What do the lines say from the one containing "#[allow(dead_code)]" to the end of the records? Restate them word for word, and only those.
[[ PROVIDED RECORDS open ]]
// Shared primitives for one-time server bootstrapping across integration tests.
use std::{
    sync::{Arc, OnceLock},
    time::Duration,
};

// Global base URL used by all tests after the server publishes its bound address.
static SERVER_URL: OnceLock<String> = OnceLock::new();
// One-time guard that ensures the server bootstrap path runs only once.
static SERVER_READY: OnceLock<()> = OnceLock::new();

// Ensure the test server is running and return the shared base URL.
pub fn ensure_server() -> &'static str {
    // Run initialization exactly once even if multiple tests call this function.
    SERVER_READY.get_or_init(|| {
        // Local one-time slot where the server thread publishes its selected URL.
        let published_url = Arc::new(OnceLock::<String>::new());
        let published_url_thread = Arc::clone(&published_url);
        // Spawn an OS thread so the server outlives individual `#[tokio::test]` runtimes.
        std::thread::spawn(move || {
            // Each server thread owns its own Tokio runtime.
            let runtime = tokio::runtime::Runtime::new().expect("test runtime");
            runtime.block_on(async move {
                // Bind to an ephemeral port to avoid collisions with local services.
                let listener = tokio::net::TcpListener::bind("127.0.0.1:0")
                    .await
                    .expect("bind ephemeral test port");
                let addr = listener.local_addr().expect("get local addr");
                // Publish the final base URL so test code can target the right server.
                let _ = published_url_thread.set(format!("http://{}", addr));
                arena_server::run(listener).await.expect("server failed");
            });
        });
        // Block until URL is published and the bound port starts accepting connections.
        wait_for_server_url_and_readiness(published_url);
    });

    SERVER_URL
        .get()
        .expect("server url should be initialized")
        .as_str()
}

// Wait for URL publication and then wait for the server socket to accept TCP connections.
fn wait_for_server_url_and_readiness(published_url: Arc<OnceLock<String>>) {
    let base_url = loop {
        if let Some(url) = published_url.get() {
            break url.clone();
        }
        std::thread::sleep(Duration::from_millis(10));
    };

    // Persist the URL globally so every test gets the same endpoint.
    let _ = SERVER_URL.set(base_url.clone());

    // Strip the scheme so we can use host:port for raw TCP readiness checks.
    let addr = base_url
        .strip_prefix("http://")
        .expect("base url should use http://");

    // Retry for a short period to avoid racing server bind/accept.
    for _ in 0..100 {
        if std::net::TcpStream::connect(addr).is_ok() {
            return;
        }
        std::thread::sleep(Duration::from_millis(20));
    }

    panic!("server did not become ready in time");
}

// Create a room with a one-human roster and return its id.
#[allow(dead_code)]
pub async fn create_test_room(base_url: &str) -> String {
    let client = reqwest::Client::new();
    let room_id = format!("test-{}", uuid::Uuid::new_v4());
    let payload = serde_json::json!({
        "room_id": room_id,
        "roster": [
            { "user_id": 1, "name": "human", "team": "radiant" },
            { "user_id": 2, "name": "bot", "team": "dire", "is_bot": true }
        ]
    });

    let res = client
        .post(format!("{base_url}/rooms"))
        .json(&payload)
        .send()
        .await
        .expect("room creation request should succeed");
    assert_eq!(res.status(), reqwest::StatusCode::CREATED);
    room_id
}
[[ PROVIDED RECORDS closed ]]
FINISHED TASK>
#[allow(dead_code)]
pub async fn create_test_room(base_url: &str) -> String {
    let client = reqwest::Client::new();
    let room_id = format!("test-{}", uuid::Uuid::new_v4());
    let payload = serde_json::json!({
        "room_id": room_id,
        "roster": [
            { "user_id": 1, "name": "human", "team": "radiant" },
            { "user_id": 2, "name": "bot", "team": "dire", "is_bot": true }
        ]
    });

    let res = client
        .post(format!("{base_url}/rooms"))
        .json(&payload)
        .send()
        .await
        .expect("room creation request should succeed");
    assert_eq!(res.status(), reqwest::StatusCode::CREATED);
    room_id
}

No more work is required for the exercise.